The purpose of performing a lobotomy was to sever the nerve tracks from the frontal lobe of the brain, where ideas originate, and the mid-brain, the seat of the emotions.

Knapp explained the surgery cut off reactions to thoughts. Lobotomized patients became apathetic zombies because they had no emotional feelings.

Dr. Freeman gave statistics from 228 patients upon which he operated during one West Virginia experiment, saying eighty-six had been discharged from the hospital with five returning.

"There are 36 more ready to go home as soon as their families can take them. Another 29 have shown some improvement but still need hospital care. Of the 77 remaining, 73 have shown no improvement and four have died," he wrote.

Knapp said if long-term follow-up was done, the number who actually improved would be practically zero.

Knapp remembered one of the patients died from an inter-cranial hemorrhage. Knapp concluded Freeman "butchered a lot of patients who could have been helped when psychotic drugs came out."

In Jack El-Hai's book "The Lobotomist: A Maverick Medical Genius and His Tragic Quest to Rid the World of Mental Illness," the writer describes Freeman as saying his lobotomy campaign was "a gratifying experience," a successful mass marketing of his desire to radically transform the field of psycho-surgery.

Postcard of Spencer State Hospital

Main entrance to hospital

One account says "Freeman devoted an intensity and energy to his mission in West Virginia that surpassed nowhere else. Over the next four years he frequently visited the state, with the result that its per capita rate of lobotomy was the highest in the nation. In the 1950s Freeman operated on additional patients at West Virginia hospitals in Huntington, Lakin, and Spencer."
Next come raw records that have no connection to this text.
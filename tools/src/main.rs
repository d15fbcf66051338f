//! idle-runner: headless host for the progression engine.
//!
//! Usage:
//!   idle-runner --data-dir ./data --seconds 3600 --autoplay cheapest
//!   idle-runner --db saves.db --save-id <uuid> --live --seconds 30
//!   idle-runner --db saves.db --ipc-mode
//!   idle-runner --test-catalog --seconds 600 --autoplay random --seed 7

mod ticker;

use anyhow::Result;
use idle_core::{
    autoplay::{AutoplayStrategy, Autoplayer},
    catalog::Catalog,
    clock::{Clock, ManualClock, SystemClock},
    command::PlayerCommand,
    config::EngineConfig,
    engine::GameEngine,
    event::GameEvent,
    store::SaveStore,
    types::{new_save_id, SaveId, Timestamp},
    view::{format_atoms, GroupView, ResourcesView, SubgroupView, UpgradeView},
};
use std::env;
use std::io::{self, BufRead, Write};
use std::path::Path;
use std::sync::mpsc;
use std::time::{Duration, Instant};
use ticker::Ticker;

#[derive(serde::Deserialize)]
#[serde(tag = "type", rename_all = "snake_case")]
enum IpcCommand {
    GetState,
    Tick { count: u64 },
    Command { command: PlayerCommand },
    Save,
    Quit,
}

#[derive(serde::Serialize)]
struct UiState {
    save_id: SaveId,
    resources: ResourcesView,
    active_bulk_buy: u32,
    bulk_buy_options: Vec<u32>,
    groups: Vec<GroupView>,
    subgroups: Vec<SubgroupView>,
    upgrades: Vec<UpgradeView>,
    events: Vec<GameEvent>,
}

#[derive(Clone, Copy, Debug)]
enum LiveMessage {
    Tick,
    Autosave,
}

struct Session {
    engine:  GameEngine,
    store:   SaveStore,
    save_id: SaveId,
}

impl Session {
    /// Persist drained events; a reset also wipes the stored slot.
    fn flush_events(&mut self, now: Timestamp) -> Result<Vec<GameEvent>> {
        let events = self.engine.drain_events();
        for event in &events {
            if matches!(event, GameEvent::GameReset) {
                self.store.delete_save(&self.save_id)?;
            }
            self.store.append_event(&self.save_id, now, event)?;
        }
        Ok(events)
    }

    fn save(&mut self, now: Timestamp) -> Result<()> {
        let raw = self.engine.export_snapshot(now)?;
        self.store.save_snapshot(&self.save_id, &raw, now)?;
        log::info!("saved {} at {now}", self.save_id);
        Ok(())
    }
}

fn main() -> Result<()> {
    env_logger::init();

    let args: Vec<String> = env::args().collect();
    let seconds = parse_arg(&args, "--seconds", 3600u64);
    let seed = parse_arg(&args, "--seed", 42u64);
    let live = args.iter().any(|a| a == "--live");
    let ipc_mode = args.iter().any(|a| a == "--ipc-mode");
    let db = str_arg(&args, "--db").unwrap_or(":memory:");
    let data_dir = str_arg(&args, "--data-dir").unwrap_or("./data");
    let autoplay = match str_arg(&args, "--autoplay") {
        Some("cheapest") => Some(AutoplayStrategy::Cheapest),
        Some("random") => Some(AutoplayStrategy::Random { seed }),
        Some("none") | None => None,
        Some(other) => anyhow::bail!("unknown --autoplay strategy '{other}'"),
    };

    let catalog = if args.iter().any(|a| a == "--test-catalog") {
        Catalog::default_test()?
    } else {
        Catalog::load(data_dir)?
    };
    let config = EngineConfig::load(Path::new(data_dir).join("engine.json"))?;

    let store = SaveStore::open(db)?;
    store.migrate()?;

    let save_id = match str_arg(&args, "--save-id") {
        Some(id) => id.to_string(),
        None => store
            .list_saves()?
            .into_iter()
            .next()
            .map(|(id, _)| id)
            .unwrap_or_else(new_save_id),
    };
    let saved = store.load_snapshot(&save_id)?;

    if !ipc_mode {
        println!("Idle Everything — idle-runner");
        println!("  save_id:   {save_id}");
        println!("  restored:  {}", saved.is_some());
        println!("  db:        {db}");
        println!("  data_dir:  {data_dir}");
        println!("  seconds:   {seconds}");
        println!("  autoplay:  {autoplay:?}");
        println!();
    }

    let now = SystemClock.now_ms();
    let engine = GameEngine::start(catalog, config, saved.as_deref(), now);
    let mut session = Session { engine, store, save_id };
    for event in session.flush_events(now)? {
        if !ipc_mode {
            report_startup_event(&event);
        }
    }

    let mut autoplayer = autoplay.map(Autoplayer::new);

    if ipc_mode {
        run_ipc_loop(&mut session)?;
    } else if live {
        run_live(&mut session, autoplayer.as_mut(), seconds)?;
        print_summary(&session, seconds);
    } else {
        run_fast_forward(&mut session, autoplayer.as_mut(), seconds, now)?;
        print_summary(&session, seconds);
    }

    Ok(())
}

/// Simulate `seconds` of play instantly on a manual clock.
fn run_fast_forward(
    session:    &mut Session,
    mut autoplayer: Option<&mut Autoplayer>,
    seconds:    u64,
    start:      Timestamp,
) -> Result<()> {
    let clock = ManualClock::new(start);
    let autosave_every = (session.engine.config().autosave_interval_ms / 1000).max(1);

    for second in 1..=seconds {
        clock.advance_secs(1);
        session.engine.tick(1);
        if let Some(player) = autoplayer.as_deref_mut() {
            player.play(&mut session.engine, clock.now_ms(), 64)?;
        }
        session.flush_events(clock.now_ms())?;
        if second % autosave_every == 0 {
            session.save(clock.now_ms())?;
        }
    }
    session.save(clock.now_ms())?;
    Ok(())
}

/// Real-time loop: tick and autosave timers feed one channel; this thread
/// is the only one that touches the engine.
fn run_live(session: &mut Session, mut autoplayer: Option<&mut Autoplayer>, seconds: u64) -> Result<()> {
    let config = session.engine.config().clone();
    let (tx, rx) = mpsc::channel();
    let tick_timer = Ticker::spawn(
        "tick",
        Duration::from_millis(config.tick_interval_ms),
        tx.clone(),
        LiveMessage::Tick,
    );
    let save_timer = Ticker::spawn(
        "autosave",
        Duration::from_millis(config.autosave_interval_ms),
        tx,
        LiveMessage::Autosave,
    );

    let deadline = Instant::now() + Duration::from_secs(seconds);
    while let Some(remaining) = deadline.checked_duration_since(Instant::now()) {
        let message = match rx.recv_timeout(remaining) {
            Ok(m) => m,
            Err(_) => break,
        };
        let now = SystemClock.now_ms();
        match message {
            LiveMessage::Tick => {
                session.engine.tick(1);
                if let Some(player) = autoplayer.as_deref_mut() {
                    player.play(&mut session.engine, now, 64)?;
                }
                session.flush_events(now)?;
                let r = session.engine.resources_view();
                println!(
                    "{} atoms  (+{}/s, x{:.3})",
                    format_atoms(r.atom_count, 2),
                    format_atoms(r.effective_atoms_per_second, 2),
                    r.prestige_multiplier
                );
            }
            LiveMessage::Autosave => session.save(now)?,
        }
    }

    tick_timer.cancel();
    save_timer.cancel();
    session.save(SystemClock.now_ms())?;
    Ok(())
}

fn run_ipc_loop(session: &mut Session) -> Result<()> {
    let stdin = io::stdin();
    let mut stdout = io::stdout();
    let mut handle = stdin.lock();
    let mut buffer = String::new();

    loop {
        buffer.clear();
        let bytes_read = handle.read_line(&mut buffer)?;
        if bytes_read == 0 {
            break; // EOF
        }

        let Some(reply) = handle_ipc_line(session, &buffer, SystemClock.now_ms())? else {
            break;
        };
        writeln!(stdout, "{reply}")?;
        stdout.flush()?;
    }
    Ok(())
}

/// Answer one request line. Bad requests and engine errors get an
/// `{"error": ...}` reply and the session keeps running; only store
/// failures abort. Returns None on `quit`.
fn handle_ipc_line(session: &mut Session, line: &str, now: Timestamp) -> Result<Option<String>> {
    let cmd: IpcCommand = match serde_json::from_str(line) {
        Ok(c) => c,
        Err(e) => return Ok(Some(error_reply(&e))),
    };

    match cmd {
        IpcCommand::Quit => {
            session.save(now)?;
            return Ok(None);
        }
        IpcCommand::Tick { count } => session.engine.tick(count),
        IpcCommand::GetState => {}
        IpcCommand::Command { command } => {
            if let Err(e) = session.engine.submit(command, now) {
                log::warn!("ipc: command failed: {e}");
                return Ok(Some(error_reply(&e)));
            }
        }
        IpcCommand::Save => session.save(now)?,
    }
    let events = session.flush_events(now)?;
    let state = build_ui_state(session, events)?;
    Ok(Some(serde_json::to_string(&state)?))
}

fn error_reply(e: &dyn std::fmt::Display) -> String {
    serde_json::json!({ "error": e.to_string() }).to_string()
}

fn build_ui_state(session: &Session, events: Vec<GameEvent>) -> Result<UiState> {
    let engine = &session.engine;
    Ok(UiState {
        save_id:          session.save_id.clone(),
        resources:        engine.resources_view(),
        active_bulk_buy:  engine.state().ui.active_bulk_buy,
        bulk_buy_options: engine.catalog().bulk_buy_options().to_vec(),
        groups:           engine.group_views(),
        subgroups:        engine.subgroup_views()?,
        upgrades:         engine.current_upgrade_views()?,
        events,
    })
}

fn report_startup_event(event: &GameEvent) {
    match event {
        GameEvent::SnapshotRejected { reason } => {
            println!("! saved game could not be loaded ({reason}); started a new game");
        }
        GameEvent::OfflineProgressCredited { elapsed_seconds, atoms_earned } => {
            println!(
                "You were gone for {elapsed_seconds} seconds.\nYou earned {} atoms while you were away.",
                format_atoms(*atoms_earned, 2)
            );
        }
        _ => {}
    }
}

fn print_summary(session: &Session, seconds: u64) {
    let engine = &session.engine;
    let r = engine.resources_view();
    let state = engine.state();
    let unlocked = state.ui.unlocked_groups.len();

    println!();
    println!("=== RUN SUMMARY ===");
    println!("  save_id:          {}", session.save_id);
    println!("  seconds run:      {seconds}");
    println!("  atoms:            {}", format_atoms(r.atom_count, 2));
    println!("  atoms/s:          {}", format_atoms(r.effective_atoms_per_second, 2));
    println!("  multiplier:       x{:.3}", r.prestige_multiplier);
    println!("  prestige pending: +{:.3}", r.prestige_pending);
    println!("  upgrades bought:  {}", state.total_purchased());
    println!("  groups unlocked:  {unlocked}/{}", engine.catalog().groups().len());
    if let Some(saved) = state.last_saved.and_then(chrono::DateTime::<chrono::Utc>::from_timestamp_millis) {
        println!("  last saved:       {}", saved.format("%Y-%m-%d %H:%M:%S UTC"));
    }
}

fn str_arg<'a>(args: &'a [String], flag: &str) -> Option<&'a str> {
    args.windows(2)
        .find(|w| w[0] == flag)
        .map(|w| w[1].as_str())
}

fn parse_arg<T: std::str::FromStr + Copy>(args: &[String], flag: &str, default: T) -> T {
    args.windows(2)
        .find(|w| w[0] == flag)
        .and_then(|w| w[1].parse().ok())
        .unwrap_or(default)
}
"At the hospital in Lakin, a segregated institution mostly for "colored boys," Freeman was pleased when he returned "a week or so after operating upon twenty very dangerous Negroes and found fifteen of them sitting under trees with only one guard in sight. It was the first time that they had been out of the seclusion rooms for anywhere from six months to seven years," the report said.

Newsweek reported the operation had made the mental patients much easier to care for in the institutions, leading to discharging patients from a crowded situation.

The New York Times reported that Dr. Freeman was on a crusade to teach his technique to doctors in America.

Accounts indicate about 50,000 people had the surgery between the mid-1930s and the 1970s.

In a 1952, Time reported that "ice pick" patients suffered from a variety of mental disorders ... anxiety neuroses, while others fought against irrational fears, morbid thoughts, hallucinations and suicidal depression.

"By the time he finished his experiments with patients in West Virginia mental hospitals last month, Washington Neurologist Walter Freeman had supervised or performed more than 200 of these transorbital lobotomies (TIME, May 28, 1951) in two weeks.

He already had more than 1,000 other lobotomies to his credit.

A blue looseleaf notebook was surrendered by the hospital to the archives of the W. Va. Department of Culture and History, containing photographic records of nearly 200 Spencer State Hospital patients Freeman operated on between 1949 and 1952. The photos show each patient before, during and after the surgery.

George Washington University has 77 linear feet of documents regarding Freemen's surgeries, including a section on West Virginia.

The hospital was closed in 1989 and has been torn down.